As an outdoor rock climber, when I am scaling a rock face and the person on the other end of the rope is paying attention to me, I can feel it because the tension on the rope feels responsive. I know that if I am in trouble they are right there and will take up the slack in the rope so that if I do slip I don’t fall. They aren’t climbing the rock face for me, but they are securely attached to me so that I can push myself harder and try the harder moves. I take the risks because we are securely attached.
I imagine the same situation if I was doing a big open water swim. Many years ago, around a big bonfire I was being entertained by a father of a child I taught. He was telling me of his journey to swimming the English Channel and of the swim itself. That tale was a glorious one to listen to but the part that is relevant here is the safety boat. Manned by his wife, who had been with him as he trained and prepared for the swim, her job on the day was to be present. The rules state that he is not allowed any help at all, he isn’t allowed to touch the boat and no one can touch him. He was swimming on his own but he was not alone. His security was in knowing that if things went wrong, someone was there to look after him. They never left him, but they weren’t swimming his swim. They couldn’t physically help him, but they provided a secure ‘island’ he could reach out to if he needed it. That knowledge helped him to finish the incredibly tough swim. He tells of a moment in the swim when he looked up to make sure the safety boat was still with him and instead saw a whale, swimming with him. The boat was still there but out of sight. Even in that moment, when he couldn’t see his safe place, he knew it was there because that was its job. Not to swim with him, not to drag him along, not to rescue him unless he needed it, but to be there so if he needed it he had it.
Secure attachment starts with the boat, not with the swimmer. The swimmer can achieve amazing things because the boat is secure.
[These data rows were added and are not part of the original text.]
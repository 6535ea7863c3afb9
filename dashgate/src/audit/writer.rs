//! 監査ログライター
//!
//! 1エントリごとにファイルを追記モードで開き、fs2の排他ロックを
//! 書き込みの間だけ保持する。複数リクエストが同時にログインしても
//! 行が混ざらない。

use super::AuditLogEntry;
use crate::common::error::{GateError, GateResult};
use fs2::FileExt;
use std::fs::OpenOptions;
use std::io::Write;
use std::path::{Path, PathBuf};
use std::sync::Arc;
use tracing::debug;

/// 監査ログの追記ライター
///
/// Clone可能（パスの共有のみ）。
#[derive(Debug, Clone)]
pub struct AuditLogWriter {
    path: Arc<PathBuf>,
}

impl AuditLogWriter {
    /// 新しいライターを作成（ファイルは最初の書き込み時に作成）
    pub fn new(path: impl Into<PathBuf>) -> Self {
        Self {
            path: Arc::new(path.into()),
        }
    }

    /// 監査ログのパス
    pub fn path(&self) -> &Path {
        &self.path
    }

    /// エントリを1行追記する
    ///
    /// ブロッキングI/Oは `spawn_blocking` 上で行う。
    pub async fn append(&self, entry: &AuditLogEntry) -> GateResult<()> {
        let path = Arc::clone(&self.path);
        let line = entry.to_line();

        tokio::task::spawn_blocking(move || append_line(&path, &line))
            .await
            .map_err(|e| GateError::Internal(format!("audit log task failed: {e}")))??;

        debug!(path = %self.path.display(), "audit log entry appended");
        Ok(())
    }
}

/// 排他ロックを取得して1行追記する
pub fn append_line(path: &Path, line: &str) -> std::io::Result<()> {
    if let Some(parent) = path.parent() {
        if !parent.as_os_str().is_empty() {
            std::fs::create_dir_all(parent)?;
        }
    }

    let mut file = OpenOptions::new().create(true).append(true).open(path)?;
    file.lock_exclusive()?;

    let written = file
        .write_all(line.as_bytes())
        .and_then(|_| file.flush());
    // 書き込み結果にかかわらずロックは解放する
    let released = FileExt::unlock(&file);

    written?;
    released
}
In the same way that the rock climber is not the one that needs to be secure, it is the belayer that must provide that.
When it comes to good parenting, it is the parent that must be secure. That secure attachment allows your child to climb their mountains and swim their oceans. When that attachment is insecure, the child suffers. They can experience: fear of abandonment, need for validation, lowered sense of worth, fear of rejection, difficulty trusting others, fear of being vulnerable.
Your attachment style as a parent matters. Consider the small ways you interact with your child that could be giving them the message that they are not safe, that boundaries aren’t clear, that your love is perhaps conditional.
In rat studies, the rats that explored the most when placed in new environments where the ones whose mothers had groomed them as rat pups after they had been removed from the cage for short period of time. The rat pups are often picked out of the cages to be weighed and checked up on, when they are placed back in the cage, the mothers had different responses. Some rushed over to groom the pup and be with them, while others ignored their babies. The groomed pups grew up to be rats who could explore while the others fearfully clung to the outskirts of new environments. The grooming relieved any anxiety and allowed the pup to develop resilience and courage and security. Without the grooming, the pups held onto their anxiety.
It turns out, we are very similar. Children, who when they return from school, spend time with their mother or father in a connected way are soothed and become stronger and more capable. It doesn’t have to be straight away, but it happens every day.
Soothing looks like listening. Proper listening without distractions, without judgement or the need to fix anything. Allowing your child to tell you all about their day and their feelings and their thoughts without you jumping to conclusions to rallying the troops to go to battle. Just listening with compassion and love and soothing their big emotions. (Words of affirmation.)
Soothing looks like time spent together. Making dinner together, going for a walk, sitting down to focus on homework, reading at bedtime and connecting over the shared story. (Quality time.)
Soothing looks like consideration. Having the book covers at home so that their school books can be ready for the next day. Mending the bag strap that broke. (Acts of service.)
Soothing looks like a note in their lunch box, or their favourite milk drink in the fridge or some tuckshop money. (Gifts)
Soothing looks like sitting close to each other at the table, cuddling at story time, hugs, pats on the back, scruffing up their hair, holding their hand. (Personal touch.)
Soothing is acts of love. And when we feel soothed and loved and connected we feel like who we are is enough and from that place we can be brave and go into the world and explore. And we know that when it gets too much or too hard we can go back to our secure attachment and be soothed and loved and connected again.